__Problem__
When a line contains the string "plain", it counts once; give the total of such lines in the entries below and nothing else.

__Records for the task__
= Beginning of Section =
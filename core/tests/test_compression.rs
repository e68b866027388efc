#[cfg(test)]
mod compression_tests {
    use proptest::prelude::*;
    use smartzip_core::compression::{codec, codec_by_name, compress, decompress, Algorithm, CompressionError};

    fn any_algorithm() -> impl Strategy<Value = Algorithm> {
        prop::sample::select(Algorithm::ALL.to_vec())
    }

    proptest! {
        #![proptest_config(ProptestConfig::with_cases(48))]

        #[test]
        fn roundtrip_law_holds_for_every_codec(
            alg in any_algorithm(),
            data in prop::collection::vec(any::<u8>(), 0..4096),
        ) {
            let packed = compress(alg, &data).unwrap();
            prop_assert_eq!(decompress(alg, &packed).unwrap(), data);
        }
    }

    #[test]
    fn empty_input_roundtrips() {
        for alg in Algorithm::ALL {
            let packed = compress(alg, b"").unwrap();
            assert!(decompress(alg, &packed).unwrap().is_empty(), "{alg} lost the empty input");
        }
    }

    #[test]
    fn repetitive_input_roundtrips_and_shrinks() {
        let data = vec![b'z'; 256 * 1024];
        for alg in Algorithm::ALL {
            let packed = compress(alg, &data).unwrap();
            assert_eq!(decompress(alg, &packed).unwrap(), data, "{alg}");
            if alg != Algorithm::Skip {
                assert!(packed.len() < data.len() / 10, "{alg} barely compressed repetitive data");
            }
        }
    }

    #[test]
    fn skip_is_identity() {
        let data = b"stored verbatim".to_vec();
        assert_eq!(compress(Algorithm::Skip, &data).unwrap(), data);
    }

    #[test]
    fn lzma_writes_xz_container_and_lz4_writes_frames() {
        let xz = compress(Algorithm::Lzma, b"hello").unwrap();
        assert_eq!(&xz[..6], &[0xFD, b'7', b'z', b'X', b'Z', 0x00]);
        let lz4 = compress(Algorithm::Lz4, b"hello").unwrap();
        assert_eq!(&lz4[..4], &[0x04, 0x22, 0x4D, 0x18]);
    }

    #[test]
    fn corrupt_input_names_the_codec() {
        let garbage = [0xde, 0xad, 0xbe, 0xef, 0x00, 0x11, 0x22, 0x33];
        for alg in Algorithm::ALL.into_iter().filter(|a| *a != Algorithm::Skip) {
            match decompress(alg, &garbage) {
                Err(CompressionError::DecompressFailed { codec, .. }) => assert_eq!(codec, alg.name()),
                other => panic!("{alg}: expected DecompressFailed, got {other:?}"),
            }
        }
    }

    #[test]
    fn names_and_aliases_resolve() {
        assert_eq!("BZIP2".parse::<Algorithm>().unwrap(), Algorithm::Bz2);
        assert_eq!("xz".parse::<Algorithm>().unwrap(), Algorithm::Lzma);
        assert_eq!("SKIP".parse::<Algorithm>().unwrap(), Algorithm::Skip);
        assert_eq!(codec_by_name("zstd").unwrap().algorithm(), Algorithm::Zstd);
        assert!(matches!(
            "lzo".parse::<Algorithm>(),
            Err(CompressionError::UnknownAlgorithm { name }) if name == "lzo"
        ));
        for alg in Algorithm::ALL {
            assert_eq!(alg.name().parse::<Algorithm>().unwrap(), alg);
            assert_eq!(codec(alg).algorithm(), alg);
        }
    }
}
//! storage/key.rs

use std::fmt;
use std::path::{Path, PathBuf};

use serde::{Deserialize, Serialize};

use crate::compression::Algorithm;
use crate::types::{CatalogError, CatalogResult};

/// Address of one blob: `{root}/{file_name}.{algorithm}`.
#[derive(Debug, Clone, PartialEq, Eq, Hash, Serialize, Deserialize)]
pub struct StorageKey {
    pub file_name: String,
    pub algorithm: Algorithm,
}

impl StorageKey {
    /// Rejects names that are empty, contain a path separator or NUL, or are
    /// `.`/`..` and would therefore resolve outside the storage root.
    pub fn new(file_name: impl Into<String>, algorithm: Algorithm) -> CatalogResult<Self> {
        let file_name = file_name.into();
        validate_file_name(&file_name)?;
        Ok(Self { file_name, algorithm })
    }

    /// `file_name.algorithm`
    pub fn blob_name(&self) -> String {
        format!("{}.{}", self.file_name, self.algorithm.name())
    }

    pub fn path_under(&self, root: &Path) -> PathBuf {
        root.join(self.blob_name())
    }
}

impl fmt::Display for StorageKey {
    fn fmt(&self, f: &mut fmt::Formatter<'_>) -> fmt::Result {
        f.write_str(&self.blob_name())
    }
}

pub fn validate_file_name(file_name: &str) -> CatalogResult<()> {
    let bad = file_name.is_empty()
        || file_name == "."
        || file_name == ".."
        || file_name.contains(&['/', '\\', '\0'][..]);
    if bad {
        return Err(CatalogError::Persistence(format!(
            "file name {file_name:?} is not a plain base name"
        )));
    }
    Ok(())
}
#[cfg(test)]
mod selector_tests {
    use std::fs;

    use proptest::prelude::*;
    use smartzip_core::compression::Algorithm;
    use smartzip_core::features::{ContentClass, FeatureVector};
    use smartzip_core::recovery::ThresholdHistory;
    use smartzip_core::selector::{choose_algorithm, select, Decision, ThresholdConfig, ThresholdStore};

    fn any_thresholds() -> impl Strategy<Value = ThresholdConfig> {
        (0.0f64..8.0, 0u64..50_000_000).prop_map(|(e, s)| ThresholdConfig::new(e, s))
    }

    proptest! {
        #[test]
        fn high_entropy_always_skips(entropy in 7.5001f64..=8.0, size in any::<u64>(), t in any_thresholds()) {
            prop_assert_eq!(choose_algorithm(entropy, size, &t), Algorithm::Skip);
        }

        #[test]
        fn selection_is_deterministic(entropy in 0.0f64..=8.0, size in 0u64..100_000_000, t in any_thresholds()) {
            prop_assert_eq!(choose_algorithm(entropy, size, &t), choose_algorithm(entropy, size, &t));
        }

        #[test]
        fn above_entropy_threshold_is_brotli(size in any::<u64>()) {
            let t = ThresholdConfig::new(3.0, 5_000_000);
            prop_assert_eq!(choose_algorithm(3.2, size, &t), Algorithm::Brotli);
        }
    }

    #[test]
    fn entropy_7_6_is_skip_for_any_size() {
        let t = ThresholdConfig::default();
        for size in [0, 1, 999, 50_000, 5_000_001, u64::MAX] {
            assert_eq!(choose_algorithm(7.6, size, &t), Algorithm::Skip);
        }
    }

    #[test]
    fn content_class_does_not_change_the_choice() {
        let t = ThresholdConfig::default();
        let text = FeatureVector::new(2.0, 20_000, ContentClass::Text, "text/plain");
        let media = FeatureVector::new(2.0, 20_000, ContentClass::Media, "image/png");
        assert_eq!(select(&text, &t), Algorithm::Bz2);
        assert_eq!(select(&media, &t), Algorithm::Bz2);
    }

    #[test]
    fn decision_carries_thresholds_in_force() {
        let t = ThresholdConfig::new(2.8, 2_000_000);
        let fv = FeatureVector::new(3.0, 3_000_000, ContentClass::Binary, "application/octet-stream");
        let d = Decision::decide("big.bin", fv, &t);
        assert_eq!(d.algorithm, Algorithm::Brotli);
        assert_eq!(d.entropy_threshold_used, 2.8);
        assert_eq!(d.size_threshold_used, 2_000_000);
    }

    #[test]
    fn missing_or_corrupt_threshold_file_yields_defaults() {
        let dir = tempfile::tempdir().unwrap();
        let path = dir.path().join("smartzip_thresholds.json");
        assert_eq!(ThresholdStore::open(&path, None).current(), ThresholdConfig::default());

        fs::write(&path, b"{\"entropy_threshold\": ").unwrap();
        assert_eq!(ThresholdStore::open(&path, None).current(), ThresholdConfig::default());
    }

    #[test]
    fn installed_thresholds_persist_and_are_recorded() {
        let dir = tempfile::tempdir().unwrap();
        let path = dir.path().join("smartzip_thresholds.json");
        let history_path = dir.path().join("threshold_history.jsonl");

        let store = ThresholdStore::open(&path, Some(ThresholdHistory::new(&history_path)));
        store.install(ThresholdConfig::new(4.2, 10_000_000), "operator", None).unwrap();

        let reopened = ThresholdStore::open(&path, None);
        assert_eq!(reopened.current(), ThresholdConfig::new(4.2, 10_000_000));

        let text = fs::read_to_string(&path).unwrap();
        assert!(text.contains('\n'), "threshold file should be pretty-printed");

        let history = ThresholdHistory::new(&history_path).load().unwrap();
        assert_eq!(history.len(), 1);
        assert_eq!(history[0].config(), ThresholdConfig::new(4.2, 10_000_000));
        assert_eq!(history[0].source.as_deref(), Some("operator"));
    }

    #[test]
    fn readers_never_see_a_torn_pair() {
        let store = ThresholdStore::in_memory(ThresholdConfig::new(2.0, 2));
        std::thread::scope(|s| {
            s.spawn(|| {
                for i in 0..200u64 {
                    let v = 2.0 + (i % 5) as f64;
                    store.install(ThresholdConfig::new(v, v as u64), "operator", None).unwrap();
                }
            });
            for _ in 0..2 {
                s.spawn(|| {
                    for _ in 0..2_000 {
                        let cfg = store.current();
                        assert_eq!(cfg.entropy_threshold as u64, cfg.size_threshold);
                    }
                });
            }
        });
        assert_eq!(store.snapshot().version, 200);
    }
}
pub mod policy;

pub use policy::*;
= End of Section =
= Beginning of Section =
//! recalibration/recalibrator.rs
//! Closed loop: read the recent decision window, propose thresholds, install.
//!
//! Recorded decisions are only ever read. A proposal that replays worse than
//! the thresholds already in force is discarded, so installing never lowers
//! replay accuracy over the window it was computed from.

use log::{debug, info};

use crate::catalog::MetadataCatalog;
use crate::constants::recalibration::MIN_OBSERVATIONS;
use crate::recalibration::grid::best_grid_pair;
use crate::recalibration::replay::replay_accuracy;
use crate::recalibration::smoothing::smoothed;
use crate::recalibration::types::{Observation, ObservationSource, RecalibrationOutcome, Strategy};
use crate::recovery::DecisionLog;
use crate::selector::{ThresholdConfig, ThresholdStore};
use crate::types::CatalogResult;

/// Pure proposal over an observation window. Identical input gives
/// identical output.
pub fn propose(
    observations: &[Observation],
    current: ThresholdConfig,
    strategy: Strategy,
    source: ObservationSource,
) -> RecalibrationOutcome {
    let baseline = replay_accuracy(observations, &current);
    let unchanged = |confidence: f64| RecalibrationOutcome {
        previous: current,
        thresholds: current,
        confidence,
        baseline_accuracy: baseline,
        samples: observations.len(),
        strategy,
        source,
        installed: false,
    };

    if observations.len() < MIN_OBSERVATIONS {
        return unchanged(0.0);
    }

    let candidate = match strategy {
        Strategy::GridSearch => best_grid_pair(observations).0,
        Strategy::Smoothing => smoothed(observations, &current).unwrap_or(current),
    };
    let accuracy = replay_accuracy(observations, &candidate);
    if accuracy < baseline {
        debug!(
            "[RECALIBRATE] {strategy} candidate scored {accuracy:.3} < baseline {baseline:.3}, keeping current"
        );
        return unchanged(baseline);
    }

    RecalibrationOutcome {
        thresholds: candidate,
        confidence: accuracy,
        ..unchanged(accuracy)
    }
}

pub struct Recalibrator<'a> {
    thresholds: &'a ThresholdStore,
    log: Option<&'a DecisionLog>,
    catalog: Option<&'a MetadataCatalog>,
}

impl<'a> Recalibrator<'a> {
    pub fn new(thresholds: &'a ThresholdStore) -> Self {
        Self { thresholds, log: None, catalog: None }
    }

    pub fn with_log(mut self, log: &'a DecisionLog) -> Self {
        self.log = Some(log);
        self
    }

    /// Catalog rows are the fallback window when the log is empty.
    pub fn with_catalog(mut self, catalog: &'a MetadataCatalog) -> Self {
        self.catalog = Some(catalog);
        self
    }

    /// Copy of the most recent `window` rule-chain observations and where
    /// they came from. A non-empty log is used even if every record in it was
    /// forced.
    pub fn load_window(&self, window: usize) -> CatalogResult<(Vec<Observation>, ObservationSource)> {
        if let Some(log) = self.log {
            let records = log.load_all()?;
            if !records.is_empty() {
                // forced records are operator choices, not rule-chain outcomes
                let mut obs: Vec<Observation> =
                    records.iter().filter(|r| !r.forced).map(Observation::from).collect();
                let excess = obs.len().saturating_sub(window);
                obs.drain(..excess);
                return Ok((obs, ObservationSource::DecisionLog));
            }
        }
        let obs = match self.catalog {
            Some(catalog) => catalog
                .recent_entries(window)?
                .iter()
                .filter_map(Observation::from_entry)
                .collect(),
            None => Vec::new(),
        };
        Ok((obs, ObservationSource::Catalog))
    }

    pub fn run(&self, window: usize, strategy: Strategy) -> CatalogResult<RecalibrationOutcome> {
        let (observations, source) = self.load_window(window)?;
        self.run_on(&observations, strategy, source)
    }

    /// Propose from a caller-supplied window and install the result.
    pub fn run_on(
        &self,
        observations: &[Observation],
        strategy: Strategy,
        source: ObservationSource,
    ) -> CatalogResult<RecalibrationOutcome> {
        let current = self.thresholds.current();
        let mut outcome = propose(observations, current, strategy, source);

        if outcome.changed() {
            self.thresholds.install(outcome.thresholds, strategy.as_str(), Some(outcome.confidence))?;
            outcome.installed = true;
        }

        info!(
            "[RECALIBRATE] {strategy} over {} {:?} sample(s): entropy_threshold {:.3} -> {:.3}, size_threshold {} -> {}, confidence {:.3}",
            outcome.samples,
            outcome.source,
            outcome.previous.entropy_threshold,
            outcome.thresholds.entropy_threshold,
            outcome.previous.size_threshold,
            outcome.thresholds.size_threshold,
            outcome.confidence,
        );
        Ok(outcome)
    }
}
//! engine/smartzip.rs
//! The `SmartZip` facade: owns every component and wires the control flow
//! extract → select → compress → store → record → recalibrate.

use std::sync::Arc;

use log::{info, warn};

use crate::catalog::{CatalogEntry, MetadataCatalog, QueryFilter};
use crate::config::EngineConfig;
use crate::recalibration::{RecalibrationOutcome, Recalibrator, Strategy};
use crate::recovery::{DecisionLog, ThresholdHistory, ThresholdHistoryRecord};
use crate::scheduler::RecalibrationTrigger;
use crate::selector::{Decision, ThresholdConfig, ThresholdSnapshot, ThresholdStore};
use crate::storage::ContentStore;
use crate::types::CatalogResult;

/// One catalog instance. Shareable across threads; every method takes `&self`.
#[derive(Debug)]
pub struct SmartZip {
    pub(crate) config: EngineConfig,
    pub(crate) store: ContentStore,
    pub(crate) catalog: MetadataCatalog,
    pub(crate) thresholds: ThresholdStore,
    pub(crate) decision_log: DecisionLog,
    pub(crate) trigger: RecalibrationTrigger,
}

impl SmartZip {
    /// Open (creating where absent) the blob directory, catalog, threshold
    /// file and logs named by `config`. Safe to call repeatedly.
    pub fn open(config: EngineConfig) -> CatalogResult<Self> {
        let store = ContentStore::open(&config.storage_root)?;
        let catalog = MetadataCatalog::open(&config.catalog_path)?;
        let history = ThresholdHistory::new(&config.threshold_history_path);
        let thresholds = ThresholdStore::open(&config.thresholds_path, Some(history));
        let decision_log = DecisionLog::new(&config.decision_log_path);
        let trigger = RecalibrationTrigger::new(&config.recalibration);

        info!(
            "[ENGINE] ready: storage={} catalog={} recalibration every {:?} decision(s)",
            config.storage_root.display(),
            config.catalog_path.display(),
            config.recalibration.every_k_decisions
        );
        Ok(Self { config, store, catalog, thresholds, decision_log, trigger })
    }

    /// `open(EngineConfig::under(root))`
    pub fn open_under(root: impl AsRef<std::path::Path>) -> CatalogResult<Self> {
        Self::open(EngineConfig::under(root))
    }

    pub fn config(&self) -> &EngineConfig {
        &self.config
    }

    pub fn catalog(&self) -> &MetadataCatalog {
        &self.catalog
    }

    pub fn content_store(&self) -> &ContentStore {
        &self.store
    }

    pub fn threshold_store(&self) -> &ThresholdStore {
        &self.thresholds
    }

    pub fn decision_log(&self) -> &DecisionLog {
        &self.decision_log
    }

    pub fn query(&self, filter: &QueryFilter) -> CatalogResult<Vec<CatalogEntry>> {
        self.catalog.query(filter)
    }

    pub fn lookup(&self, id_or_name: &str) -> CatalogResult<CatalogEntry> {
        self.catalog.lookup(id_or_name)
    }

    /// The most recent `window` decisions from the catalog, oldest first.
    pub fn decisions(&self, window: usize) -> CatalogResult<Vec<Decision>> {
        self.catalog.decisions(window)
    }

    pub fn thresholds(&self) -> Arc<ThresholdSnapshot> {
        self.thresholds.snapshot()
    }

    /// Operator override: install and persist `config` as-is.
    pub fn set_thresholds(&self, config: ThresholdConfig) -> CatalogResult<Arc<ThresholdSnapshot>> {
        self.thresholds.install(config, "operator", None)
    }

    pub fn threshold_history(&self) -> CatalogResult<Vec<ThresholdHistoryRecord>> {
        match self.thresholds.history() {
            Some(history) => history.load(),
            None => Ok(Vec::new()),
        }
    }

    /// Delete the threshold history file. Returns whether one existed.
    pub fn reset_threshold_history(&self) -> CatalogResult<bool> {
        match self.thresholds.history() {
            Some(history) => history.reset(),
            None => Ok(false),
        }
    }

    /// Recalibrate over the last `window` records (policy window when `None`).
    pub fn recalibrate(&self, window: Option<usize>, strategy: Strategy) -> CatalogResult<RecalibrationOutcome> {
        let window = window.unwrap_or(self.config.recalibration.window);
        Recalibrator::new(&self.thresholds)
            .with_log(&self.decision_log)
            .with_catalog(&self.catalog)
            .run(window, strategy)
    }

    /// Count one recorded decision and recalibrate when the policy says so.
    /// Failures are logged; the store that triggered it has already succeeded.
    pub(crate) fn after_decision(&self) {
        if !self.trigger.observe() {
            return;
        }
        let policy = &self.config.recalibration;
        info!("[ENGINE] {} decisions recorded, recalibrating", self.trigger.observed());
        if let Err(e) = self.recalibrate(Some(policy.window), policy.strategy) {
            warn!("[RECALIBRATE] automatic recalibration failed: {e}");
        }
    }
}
= End of Section =
__Final answer__
2